Ask HN: How to get the most out of a structureless internship? - barakados
Hi HN,
I&#x27;ve been working at a company for about 5 weeks out of a 6 month internship, and I feel a little lost. Normally, internship programs have a bit of structure behind them, designed to introduce you to core technologies. The company I&#x27;m working for just started it&#x27;s first undergrad internship program, and I&#x27;ve been lucky to work for them in their QA department. My question is this: How do I make the most out of my internship so that when I&#x27;m finished I get a sense of satisfaction and my boss feels like I have contributed to the company?
Thanks.
======
existencebox
So for context/to call out my own bias: I had a... suboptimal internship
experience early on in my career, so my advice is largely through the lens of
not repeating my mistakes.

1\. Build a network. And I don't mean artificially; find people who share your
interest, who you chemistry well with, who you can help, who are eager to help
you. Make friends! (Even/especially if you normally might not do so). I failed
at doing this effectively, but even so, my SLIGHT bit of network continued to
pay dividends for many years in opening doors + providing friends I cherish to
this day.

2\. Figure out how you can be helpful to your boss/team/company. Whatever the
hell that is (but hopefully in line with what they expect out of your role :)
). Find out what their pain is, where they could most use an extra set of
hands with your skill set (or a skill set you can take on and learn!) and
apply yourself to making the situation as improved as you possibly can; audit
and communicate your success as you go. (Make sure from your
mentors/team/higher-ups you're in a good path, you're helping, and are
visible; this requires building a good rapport, see part 1)
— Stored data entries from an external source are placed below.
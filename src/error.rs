use serde::{Deserialize, Serialize};
use thiserror::Error;

#[derive(Debug, Error, Clone, PartialEq, Eq, Serialize, Deserialize)]
pub enum FsError {
    #[error("not found: {0}")]
    NotFound(String),

    #[error("name already exists: {0}")]
    NameCollision(String),

    #[error("directory not empty: {0}")]
    NotEmpty(String),

    #[error("the root directory cannot be removed or renamed")]
    RootImmutable,

    #[error("unknown journal operation: {0}")]
    UnknownOperation(String),

    // I/O and codec errors are stringified so they work with Serialize/Deserialize
    #[error("persistence failure: {0}")]
    Persistence(String),

    #[error("invalid argument: {0}")]
    Argument(String),
}

impl From<std::io::Error> for FsError {
    fn from(e: std::io::Error) -> Self {
        FsError::Persistence(e.to_string())
    }
}

impl From<serde_json::Error> for FsError {
    fn from(e: serde_json::Error) -> Self {
        FsError::Persistence(e.to_string())
    }
}

pub type FsResult<T> = Result<T, FsError>;
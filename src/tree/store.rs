//! The rooted tree and its mutation primitives.

use indexmap::IndexMap;
use serde::{Deserialize, Serialize};
use tracing::debug;

use crate::error::{FsError, FsResult};
use crate::path::{self, segments};
use crate::types::{DirEntry, FileType, SEPARATOR};

use super::node::Node;

/// How a directory walk treats a missing segment.
#[derive(Debug, Clone, Copy, PartialEq, Eq)]
pub enum Resolve {
    /// A missing segment fails with `NotFound`.
    MustExist,
    /// A missing segment is created as an empty directory. Only journal
    /// replay walks this way.
    CreateMissing,
}

/// The whole namespace: a root directory named after the separator.
#[derive(Debug, Clone, PartialEq, Eq, Serialize, Deserialize)]
pub struct Tree {
    root: Node,
}

impl Tree {
    pub fn new() -> Self {
        Self {
            root: Node::new_dir(SEPARATOR),
        }
    }

    pub fn root(&self) -> &Node {
        &self.root
    }

    /// A tree is well formed when its root is a directory named `/`.
    pub fn is_well_formed(&self) -> bool {
        self.root.is_dir() && self.root.name() == SEPARATOR
    }

    /// Look up any node by absolute path
    pub fn get(&self, path: &str) -> Option<&Node> {
        let mut cur = &self.root;
        for seg in segments(path) {
            cur = cur.children()?.get(seg)?;
        }
        Some(cur)
    }

    /// Walk to an existing directory
    pub fn dir(&self, path: &str) -> FsResult<&IndexMap<String, Node>> {
        self.get(path)
            .and_then(Node::children)
            .ok_or_else(|| FsError::NotFound(path.to_string()))
    }

    /// Walk to a directory for mutation. With [`Resolve::CreateMissing`],
    /// absent segments are created; a segment held by a file is never
    /// shadowed and fails with `NotFound`.
    pub fn dir_mut(
        &mut self,
        path: &str,
        resolve: Resolve,
    ) -> FsResult<&mut IndexMap<String, Node>> {
        let mut cur = &mut self.root;
        for seg in segments(path) {
            let children = match cur {
                Node::Dir { children, .. } => children,
                Node::File { .. } => return Err(FsError::NotFound(path.to_string())),
            };
            cur = match resolve {
                Resolve::MustExist => children
                    .get_mut(seg)
                    .ok_or_else(|| FsError::NotFound(path.to_string()))?,
                Resolve::CreateMissing => children.entry(seg.to_string()).or_insert_with(|| {
                    debug!(path, segment = seg, "creating missing intermediate directory");
                    Node::new_dir(seg)
                }),
            };
        }
        cur.children_mut()
            .ok_or_else(|| FsError::NotFound(path.to_string()))
    }

    /// Find a child of `parent` by name and kind
    pub fn lookup(&self, parent: &str, name: &str, kind: FileType) -> Option<&Node> {
        self.dir(parent)
            .ok()?
            .get(name)
            .filter(|node| node.file_type() == kind)
    }

    /// Attach `node` under `parent`. Names are unique per directory across
    /// both kinds.
    pub fn insert(&mut self, parent: &str, node: Node, resolve: Resolve) -> FsResult<()> {
        let children = self.dir_mut(parent, resolve)?;
        if children.contains_key(node.name()) {
            return Err(FsError::NameCollision(path::join(parent, node.name())));
        }
        children.insert(node.name().to_string(), node);
        Ok(())
    }

    /// Detach and return the child `name` of `parent` if it has the given kind
    pub fn remove(&mut self, parent: &str, name: &str, kind: FileType) -> FsResult<Node> {
        let not_found = || FsError::NotFound(path::join(parent, name));
        let children = self.dir_mut(parent, Resolve::MustExist)?;
        if !children.get(name).is_some_and(|node| node.file_type() == kind) {
            return Err(not_found());
        }
        children.shift_remove(name).ok_or_else(not_found)
    }

    /// Direct children of the directory at `path`
    pub fn list(&self, path: &str) -> FsResult<Vec<DirEntry>> {
        Ok(self.dir(path)?.values().map(Node::to_entry).collect())
    }
}

impl Default for Tree {
    fn default() -> Self {
        Self::new()
    }
}
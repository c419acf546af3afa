//! Where the snapshot and the journal live.

use serde::{Deserialize, Serialize};
use std::path::{Path, PathBuf};

pub const SNAPSHOT_ENV: &str = "WALFS_SNAPSHOT";
pub const JOURNAL_ENV: &str = "WALFS_JOURNAL";

#[derive(Debug, Clone, PartialEq, Eq, Serialize, Deserialize)]
pub struct FsConfig {
    #[serde(default = "default_snapshot_path")]
    pub snapshot_path: PathBuf,

    #[serde(default = "default_journal_path")]
    pub journal_path: PathBuf,
}

fn default_snapshot_path() -> PathBuf {
    PathBuf::from("fs.data")
}

fn default_journal_path() -> PathBuf {
    PathBuf::from("journal.log")
}

impl Default for FsConfig {
    fn default() -> Self {
        Self {
            snapshot_path: default_snapshot_path(),
            journal_path: default_journal_path(),
        }
    }
}

impl FsConfig {
    /// Both files under `dir`, with their default names
    pub fn in_dir(dir: impl AsRef<Path>) -> Self {
        let dir = dir.as_ref();
        Self {
            snapshot_path: dir.join(default_snapshot_path()),
            journal_path: dir.join(default_journal_path()),
        }
    }

    /// Defaults overlaid with `WALFS_SNAPSHOT` / `WALFS_JOURNAL`
    pub fn from_env() -> Self {
        let mut config = Self::default();
        if let Some(path) = env_path(SNAPSHOT_ENV) {
            config.snapshot_path = path;
        }
        if let Some(path) = env_path(JOURNAL_ENV) {
            config.journal_path = path;
        }
        config
    }

    pub fn with_snapshot_path(mut self, path: impl Into<PathBuf>) -> Self {
        self.snapshot_path = path.into();
        self
    }

    pub fn with_journal_path(mut self, path: impl Into<PathBuf>) -> Self {
        self.journal_path = path.into();
        self
    }
}

fn env_path(key: &str) -> Option<PathBuf> {
    std::env::var_os(key)
        .filter(|value| !value.is_empty())
        .map(PathBuf::from)
}
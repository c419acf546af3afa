//! Core types shared by the tree, the journal and the shell: node kinds,
//! listing entries and journal operation tags.

use serde::{Deserialize, Serialize};
use std::fmt;
use std::str::FromStr;
use std::time::SystemTime;

use crate::error::FsError;

/// Path separator, also the name of the root directory.
pub const SEPARATOR: &str = "/";

/// Enum for distinguishing node kinds at runtime
#[derive(Debug, Clone, Copy, PartialEq, Eq, Serialize, Deserialize)]
pub enum FileType {
    File,
    Dir,
}

/// One row of a directory listing
#[derive(Debug, Clone, PartialEq, Serialize, Deserialize)]
pub struct DirEntry {
    pub name: String,
    pub file_type: FileType,
    /// Content length in bytes (0 for directories)
    pub size: u64,
    #[serde(with = "serde_millis")]
    pub created_at: SystemTime,
}

impl DirEntry {
    pub fn is_dir(&self) -> bool {
        self.file_type == FileType::Dir
    }
}

/// Kind of a journaled mutation, as written in the `op` field of a journal line.
#[derive(Debug, Clone, Copy, PartialEq, Eq, Hash)]
pub enum OpKind {
    Mkdir,
    Rmdir,
    Touch,
    Rm,
    Write,
    Cp,
    Mv,
}

impl OpKind {
    pub const ALL: [OpKind; 7] = [
        OpKind::Mkdir,
        OpKind::Rmdir,
        OpKind::Touch,
        OpKind::Rm,
        OpKind::Write,
        OpKind::Cp,
        OpKind::Mv,
    ];

    pub fn as_str(&self) -> &'static str {
        match self {
            OpKind::Mkdir => "MKDIR",
            OpKind::Rmdir => "RMDIR",
            OpKind::Touch => "TOUCH",
            OpKind::Rm => "RM",
            OpKind::Write => "WRITE",
            OpKind::Cp => "CP",
            OpKind::Mv => "MV",
        }
    }
}

impl fmt::Display for OpKind {
    fn fmt(&self, f: &mut fmt::Formatter<'_>) -> fmt::Result {
        f.write_str(self.as_str())
    }
}

impl FromStr for OpKind {
    type Err = FsError;

    fn from_str(s: &str) -> Result<Self, Self::Err> {
        OpKind::ALL
            .into_iter()
            .find(|kind| kind.as_str() == s)
            .ok_or_else(|| FsError::UnknownOperation(s.to_string()))
    }
}

/// Phase of a journal entry
#[derive(Debug, Clone, Copy, PartialEq, Eq, Serialize, Deserialize)]
#[serde(rename_all = "UPPERCASE")]
pub enum Phase {
    Start,
    Commit,
}

impl fmt::Display for Phase {
    fn fmt(&self, f: &mut fmt::Formatter<'_>) -> fmt::Result {
        match self {
            Phase::Start => f.write_str("START"),
            Phase::Commit => f.write_str("COMMIT"),
        }
    }
}
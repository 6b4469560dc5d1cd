//! In-memory memoization of upstream lookups
//!
//! Entries are keyed by a normalized query string and bounded both by count
//! (least recently used entries are evicted) and by age.

use crate::models::api::StructureSource;
use lru::LruCache;
use std::num::NonZeroUsize;
use std::sync::Mutex;
use std::time::{Duration, Instant};

struct CacheEntry<V> {
    value: V,
    inserted_at: Instant,
}

/// Bounded LRU cache with a per-entry time-to-live
pub struct ResponseCache<V> {
    entries: Mutex<LruCache<String, CacheEntry<V>>>,
    ttl: Duration,
}

impl<V: Clone> ResponseCache<V> {
    /// Create a cache holding at most `capacity` entries for `ttl` each
    pub fn new(capacity: usize, ttl: Duration) -> Self {
        let capacity = NonZeroUsize::new(capacity).unwrap_or(NonZeroUsize::MIN);
        Self {
            entries: Mutex::new(LruCache::new(capacity)),
            ttl,
        }
    }

    /// Look up `key`, dropping the entry if it has expired
    pub fn get(&self, key: &str) -> Option<V> {
        let mut entries = self.entries.lock().ok()?;

        let expired = match entries.get(key) {
            Some(entry) if entry.inserted_at.elapsed() < self.ttl => {
                return Some(entry.value.clone());
            }
            Some(_) => true,
            None => false,
        };

        if expired {
            entries.pop(key);
        }
        None
    }

    pub fn insert(&self, key: String, value: V) {
        if let Ok(mut entries) = self.entries.lock() {
            entries.put(
                key,
                CacheEntry {
                    value,
                    inserted_at: Instant::now(),
                },
            );
        }
    }

    pub fn len(&self) -> usize {
        self.entries.lock().map(|e| e.len()).unwrap_or(0)
    }
}

/// Cache key for a protein name resolution
pub fn name_key(name: &str) -> String {
    format!("name:{}", name.trim().to_lowercase())
}

/// Cache key for structure metadata
pub fn metadata_key(source: StructureSource, id: &str) -> String {
    format!("meta:{}:{}", source, id.trim().to_uppercase())
}

#[cfg(test)]
mod tests {
    use super::*;

    #[test]
    fn test_get_after_insert() {
        let cache = ResponseCache::new(4, Duration::from_secs(60));
        cache.insert(name_key("Insulin"), "P01308".to_string());
        assert_eq!(cache.get(&name_key(" insulin ")), Some("P01308".to_string()));
        assert_eq!(cache.get(&name_key("hemoglobin")), None);
    }

    #[test]
    fn test_least_recently_used_evicted() {
        let cache = ResponseCache::new(2, Duration::from_secs(60));
        cache.insert("a".to_string(), 1);
        cache.insert("b".to_string(), 2);

        // Touch "a" so "b" becomes the eviction candidate
        assert_eq!(cache.get("a"), Some(1));
        cache.insert("c".to_string(), 3);

        assert_eq!(cache.len(), 2);
        assert_eq!(cache.get("a"), Some(1));
        assert_eq!(cache.get("b"), None);
        assert_eq!(cache.get("c"), Some(3));
    }

    #[test]
    fn test_expired_entries_dropped() {
        let cache = ResponseCache::new(4, Duration::ZERO);
        cache.insert("a".to_string(), 1);
        assert_eq!(cache.get("a"), None);
        assert_eq!(cache.len(), 0);
    }

    #[test]
    fn test_metadata_key_normalizes_id() {
        assert_eq!(
            metadata_key(StructureSource::Pdb, "4hhb"),
            metadata_key(StructureSource::Pdb, "4HHB ")
        );
        assert_ne!(
            metadata_key(StructureSource::Pdb, "4HHB"),
            metadata_key(StructureSource::AlphaFold, "4HHB")
        );
    }
}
3\. Learn how "the game" is played. Companies, especially larger companies as
typically offer internships, are worlds onto themselves. You will learn
massive amounts about people, politics, society, incentives, and "economics"
(in a very loose sense) if you keep an open ear over the course of a career.
An internship is your first chance to do so. Questions like: What is REALLY
driving everyone in the team/where does power really lie? How do individuals
find success, and how can you replicate this? What do various levels of the
company value, and how does this pan out to strategy and reality.

In fewer words/to summarize: Improve yourself, socially and technically, while
making a positive impression as a professional asset to the company, and
gaining a better understanding of how you'll need to continue to do this over
your career.

I hope this was even slightly useful, don't hesitate to ask for clarity or
detail if needed.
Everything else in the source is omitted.